### What is needed
Give the records again in full, exactly as they appear.

### Provided entries
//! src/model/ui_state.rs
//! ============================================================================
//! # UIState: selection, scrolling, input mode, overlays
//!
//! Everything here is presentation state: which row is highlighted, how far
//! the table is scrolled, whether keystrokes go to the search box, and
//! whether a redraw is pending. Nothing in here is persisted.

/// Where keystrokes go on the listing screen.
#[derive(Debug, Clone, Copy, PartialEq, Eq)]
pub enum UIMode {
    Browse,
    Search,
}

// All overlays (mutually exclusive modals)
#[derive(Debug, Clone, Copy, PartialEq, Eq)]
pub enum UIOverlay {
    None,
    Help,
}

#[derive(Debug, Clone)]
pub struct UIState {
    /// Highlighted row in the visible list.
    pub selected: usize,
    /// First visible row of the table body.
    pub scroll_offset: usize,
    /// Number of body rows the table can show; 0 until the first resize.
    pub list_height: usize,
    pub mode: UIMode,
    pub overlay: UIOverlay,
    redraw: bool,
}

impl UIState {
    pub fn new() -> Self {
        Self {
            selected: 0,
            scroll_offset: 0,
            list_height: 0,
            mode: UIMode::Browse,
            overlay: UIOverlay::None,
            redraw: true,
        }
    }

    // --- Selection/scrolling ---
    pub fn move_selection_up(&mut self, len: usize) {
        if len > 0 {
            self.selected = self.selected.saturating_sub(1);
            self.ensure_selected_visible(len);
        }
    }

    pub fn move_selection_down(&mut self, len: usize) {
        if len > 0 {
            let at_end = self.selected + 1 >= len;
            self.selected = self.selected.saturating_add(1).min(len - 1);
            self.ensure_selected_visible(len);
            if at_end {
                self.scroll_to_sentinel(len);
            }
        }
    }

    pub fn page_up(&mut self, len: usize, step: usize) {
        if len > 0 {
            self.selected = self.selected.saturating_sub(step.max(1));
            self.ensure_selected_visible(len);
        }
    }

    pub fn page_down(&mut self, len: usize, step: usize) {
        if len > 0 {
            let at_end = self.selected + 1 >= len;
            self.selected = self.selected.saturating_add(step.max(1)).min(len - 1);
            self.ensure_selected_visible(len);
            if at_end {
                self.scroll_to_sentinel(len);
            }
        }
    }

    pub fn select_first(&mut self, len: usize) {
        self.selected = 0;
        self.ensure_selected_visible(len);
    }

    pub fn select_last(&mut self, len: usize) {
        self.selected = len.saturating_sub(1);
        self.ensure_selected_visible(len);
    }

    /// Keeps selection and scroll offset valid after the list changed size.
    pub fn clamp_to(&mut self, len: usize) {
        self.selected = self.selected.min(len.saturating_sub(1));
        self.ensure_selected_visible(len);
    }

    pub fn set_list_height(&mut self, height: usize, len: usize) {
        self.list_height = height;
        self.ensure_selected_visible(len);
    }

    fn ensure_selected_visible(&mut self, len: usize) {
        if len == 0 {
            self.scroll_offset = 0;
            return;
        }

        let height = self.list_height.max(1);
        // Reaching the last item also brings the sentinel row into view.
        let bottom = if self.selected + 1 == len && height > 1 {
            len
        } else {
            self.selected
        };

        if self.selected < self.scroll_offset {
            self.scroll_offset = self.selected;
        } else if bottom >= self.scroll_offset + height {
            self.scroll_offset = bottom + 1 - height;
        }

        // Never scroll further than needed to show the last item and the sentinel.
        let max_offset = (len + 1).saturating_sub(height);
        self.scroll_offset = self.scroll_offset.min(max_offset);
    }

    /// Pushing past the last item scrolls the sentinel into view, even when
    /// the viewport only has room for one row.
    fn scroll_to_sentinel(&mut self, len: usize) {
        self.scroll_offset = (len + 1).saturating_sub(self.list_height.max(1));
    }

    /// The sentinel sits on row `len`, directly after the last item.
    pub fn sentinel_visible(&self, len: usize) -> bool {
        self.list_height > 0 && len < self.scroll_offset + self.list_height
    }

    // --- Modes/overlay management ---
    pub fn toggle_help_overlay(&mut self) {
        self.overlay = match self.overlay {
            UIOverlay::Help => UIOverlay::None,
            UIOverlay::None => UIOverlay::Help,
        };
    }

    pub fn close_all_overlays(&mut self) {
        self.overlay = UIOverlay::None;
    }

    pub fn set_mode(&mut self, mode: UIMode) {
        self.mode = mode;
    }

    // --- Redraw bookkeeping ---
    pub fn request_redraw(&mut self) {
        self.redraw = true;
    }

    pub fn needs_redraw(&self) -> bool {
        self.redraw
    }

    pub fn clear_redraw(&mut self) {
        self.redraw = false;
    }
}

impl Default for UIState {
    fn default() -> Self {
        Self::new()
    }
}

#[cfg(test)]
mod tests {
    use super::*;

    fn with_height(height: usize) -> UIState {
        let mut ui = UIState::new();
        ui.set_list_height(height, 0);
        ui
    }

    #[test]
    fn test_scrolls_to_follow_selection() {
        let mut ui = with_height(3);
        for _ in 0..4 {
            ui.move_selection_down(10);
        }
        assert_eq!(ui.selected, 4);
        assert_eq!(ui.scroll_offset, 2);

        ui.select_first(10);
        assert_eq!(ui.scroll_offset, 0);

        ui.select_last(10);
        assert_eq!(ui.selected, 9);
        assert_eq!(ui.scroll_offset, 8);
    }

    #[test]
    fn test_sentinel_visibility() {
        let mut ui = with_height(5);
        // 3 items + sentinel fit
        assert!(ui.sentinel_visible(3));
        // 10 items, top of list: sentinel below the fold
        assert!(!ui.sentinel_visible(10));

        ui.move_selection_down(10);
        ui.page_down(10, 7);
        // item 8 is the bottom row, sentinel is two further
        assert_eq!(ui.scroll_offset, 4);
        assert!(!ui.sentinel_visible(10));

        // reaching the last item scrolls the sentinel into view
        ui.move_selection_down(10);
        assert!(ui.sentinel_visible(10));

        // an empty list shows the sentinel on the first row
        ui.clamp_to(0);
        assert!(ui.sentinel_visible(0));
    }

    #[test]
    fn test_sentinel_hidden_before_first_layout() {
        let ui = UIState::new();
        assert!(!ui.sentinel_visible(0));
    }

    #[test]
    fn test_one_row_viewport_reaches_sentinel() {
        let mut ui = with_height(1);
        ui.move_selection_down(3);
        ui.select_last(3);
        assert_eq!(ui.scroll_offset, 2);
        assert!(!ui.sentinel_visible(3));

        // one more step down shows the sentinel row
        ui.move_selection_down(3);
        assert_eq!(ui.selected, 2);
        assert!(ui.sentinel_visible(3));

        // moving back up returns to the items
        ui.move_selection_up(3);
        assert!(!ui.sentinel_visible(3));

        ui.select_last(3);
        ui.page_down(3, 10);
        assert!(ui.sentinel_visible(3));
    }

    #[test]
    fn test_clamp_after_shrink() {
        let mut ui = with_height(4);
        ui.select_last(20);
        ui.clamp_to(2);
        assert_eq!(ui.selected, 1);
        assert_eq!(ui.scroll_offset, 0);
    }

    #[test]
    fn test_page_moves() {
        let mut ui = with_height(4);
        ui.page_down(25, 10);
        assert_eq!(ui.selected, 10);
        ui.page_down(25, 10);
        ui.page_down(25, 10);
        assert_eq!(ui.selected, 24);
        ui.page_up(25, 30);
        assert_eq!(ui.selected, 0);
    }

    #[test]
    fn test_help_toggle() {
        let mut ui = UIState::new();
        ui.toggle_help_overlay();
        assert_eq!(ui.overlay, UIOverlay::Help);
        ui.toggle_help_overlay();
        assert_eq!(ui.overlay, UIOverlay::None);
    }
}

### Answer for this exercise
//! src/model/ui_state.rs
//! ============================================================================
//! # UIState: selection, scrolling, input mode, overlays
//!
//! Everything here is presentation state: which row is highlighted, how far
//! the table is scrolled, whether keystrokes go to the search box, and
//! whether a redraw is pending. Nothing in here is persisted.

/// Where keystrokes go on the listing screen.
#[derive(Debug, Clone, Copy, PartialEq, Eq)]
pub enum UIMode {
    Browse,
    Search,
}

// All overlays (mutually exclusive modals)
#[derive(Debug, Clone, Copy, PartialEq, Eq)]
pub enum UIOverlay {
    None,
    Help,
}

#[derive(Debug, Clone)]
pub struct UIState {
    /// Highlighted row in the visible list.
    pub selected: usize,
    /// First visible row of the table body.
    pub scroll_offset: usize,
    /// Number of body rows the table can show; 0 until the first resize.
    pub list_height: usize,
    pub mode: UIMode,
    pub overlay: UIOverlay,
    redraw: bool,
}

impl UIState {
    pub fn new() -> Self {
        Self {
            selected: 0,
            scroll_offset: 0,
            list_height: 0,
            mode: UIMode::Browse,
            overlay: UIOverlay::None,
            redraw: true,
        }
    }

    // --- Selection/scrolling ---
    pub fn move_selection_up(&mut self, len: usize) {
        if len > 0 {
            self.selected = self.selected.saturating_sub(1);
            self.ensure_selected_visible(len);
        }
    }

    pub fn move_selection_down(&mut self, len: usize) {
        if len > 0 {
            let at_end = self.selected + 1 >= len;
            self.selected = self.selected.saturating_add(1).min(len - 1);
            self.ensure_selected_visible(len);
            if at_end {
                self.scroll_to_sentinel(len);
            }
        }
    }

    pub fn page_up(&mut self, len: usize, step: usize) {
        if len > 0 {
            self.selected = self.selected.saturating_sub(step.max(1));
            self.ensure_selected_visible(len);
        }
    }

    pub fn page_down(&mut self, len: usize, step: usize) {
        if len > 0 {
            let at_end = self.selected + 1 >= len;
            self.selected = self.selected.saturating_add(step.max(1)).min(len - 1);
            self.ensure_selected_visible(len);
            if at_end {
                self.scroll_to_sentinel(len);
            }
        }
    }

    pub fn select_first(&mut self, len: usize) {
        self.selected = 0;
        self.ensure_selected_visible(len);
    }

    pub fn select_last(&mut self, len: usize) {
        self.selected = len.saturating_sub(1);
        self.ensure_selected_visible(len);
    }

    /// Keeps selection and scroll offset valid after the list changed size.
    pub fn clamp_to(&mut self, len: usize) {
        self.selected = self.selected.min(len.saturating_sub(1));
        self.ensure_selected_visible(len);
    }

    pub fn set_list_height(&mut self, height: usize, len: usize) {
        self.list_height = height;
        self.ensure_selected_visible(len);
    }

    fn ensure_selected_visible(&mut self, len: usize) {
        if len == 0 {
            self.scroll_offset = 0;
            return;
        }

        let height = self.list_height.max(1);
        // Reaching the last item also brings the sentinel row into view.
        let bottom = if self.selected + 1 == len && height > 1 {
            len
        } else {
            self.selected
        };

        if self.selected < self.scroll_offset {
            self.scroll_offset = self.selected;
        } else if bottom >= self.scroll_offset + height {
            self.scroll_offset = bottom + 1 - height;
        }

        // Never scroll further than needed to show the last item and the sentinel.
        let max_offset = (len + 1).saturating_sub(height);
        self.scroll_offset = self.scroll_offset.min(max_offset);
    }

    /// Pushing past the last item scrolls the sentinel into view, even when
    /// the viewport only has room for one row.
    fn scroll_to_sentinel(&mut self, len: usize) {
        self.scroll_offset = (len + 1).saturating_sub(self.list_height.max(1));
    }

    /// The sentinel sits on row `len`, directly after the last item.
    pub fn sentinel_visible(&self, len: usize) -> bool {
        self.list_height > 0 && len < self.scroll_offset + self.list_height
    }

    // --- Modes/overlay management ---
    pub fn toggle_help_overlay(&mut self) {
        self.overlay = match self.overlay {
            UIOverlay::Help => UIOverlay::None,
            UIOverlay::None => UIOverlay::Help,
        };
    }

    pub fn close_all_overlays(&mut self) {
        self.overlay = UIOverlay::None;
    }

    pub fn set_mode(&mut self, mode: UIMode) {
        self.mode = mode;
    }

    // --- Redraw bookkeeping ---
    pub fn request_redraw(&mut self) {
        self.redraw = true;
    }

    pub fn needs_redraw(&self) -> bool {
        self.redraw
    }

    pub fn clear_redraw(&mut self) {
        self.redraw = false;
    }
}

impl Default for UIState {
    fn default() -> Self {
        Self::new()
    }
}

#[cfg(test)]
mod tests {
    use super::*;

    fn with_height(height: usize) -> UIState {
        let mut ui = UIState::new();
        ui.set_list_height(height, 0);
        ui
    }

    #[test]
    fn test_scrolls_to_follow_selection() {
        let mut ui = with_height(3);
        for _ in 0..4 {
            ui.move_selection_down(10);
        }
        assert_eq!(ui.selected, 4);
        assert_eq!(ui.scroll_offset, 2);

        ui.select_first(10);
        assert_eq!(ui.scroll_offset, 0);

        ui.select_last(10);
        assert_eq!(ui.selected, 9);
        assert_eq!(ui.scroll_offset, 8);
    }

    #[test]
    fn test_sentinel_visibility() {
        let mut ui = with_height(5);
        // 3 items + sentinel fit
        assert!(ui.sentinel_visible(3));
        // 10 items, top of list: sentinel below the fold
        assert!(!ui.sentinel_visible(10));

        ui.move_selection_down(10);
        ui.page_down(10, 7);
        // item 8 is the bottom row, sentinel is two further
        assert_eq!(ui.scroll_offset, 4);
        assert!(!ui.sentinel_visible(10));

        // reaching the last item scrolls the sentinel into view
        ui.move_selection_down(10);
        assert!(ui.sentinel_visible(10));

        // an empty list shows the sentinel on the first row
        ui.clamp_to(0);
        assert!(ui.sentinel_visible(0));
    }

    #[test]
    fn test_sentinel_hidden_before_first_layout() {
        let ui = UIState::new();
        assert!(!ui.sentinel_visible(0));
    }

    #[test]
    fn test_one_row_viewport_reaches_sentinel() {
        let mut ui = with_height(1);
        ui.move_selection_down(3);
        ui.select_last(3);
        assert_eq!(ui.scroll_offset, 2);
        assert!(!ui.sentinel_visible(3));

        // one more step down shows the sentinel row
        ui.move_selection_down(3);
        assert_eq!(ui.selected, 2);
        assert!(ui.sentinel_visible(3));

        // moving back up returns to the items
        ui.move_selection_up(3);
        assert!(!ui.sentinel_visible(3));

        ui.select_last(3);
        ui.page_down(3, 10);
        assert!(ui.sentinel_visible(3));
    }

    #[test]
    fn test_clamp_after_shrink() {
        let mut ui = with_height(4);
        ui.select_last(20);
        ui.clamp_to(2);
        assert_eq!(ui.selected, 1);
        assert_eq!(ui.scroll_offset, 0);
    }

    #[test]
    fn test_page_moves() {
        let mut ui = with_height(4);
        ui.page_down(25, 10);
        assert_eq!(ui.selected, 10);
        ui.page_down(25, 10);
        ui.page_down(25, 10);
        assert_eq!(ui.selected, 24);
        ui.page_up(25, 30);
        assert_eq!(ui.selected, 0);
    }

    #[test]
    fn test_help_toggle() {
        let mut ui = UIState::new();
        ui.toggle_help_overlay();
        assert_eq!(ui.overlay, UIOverlay::Help);
        ui.toggle_help_overlay();
        assert_eq!(ui.overlay, UIOverlay::None);
    }
}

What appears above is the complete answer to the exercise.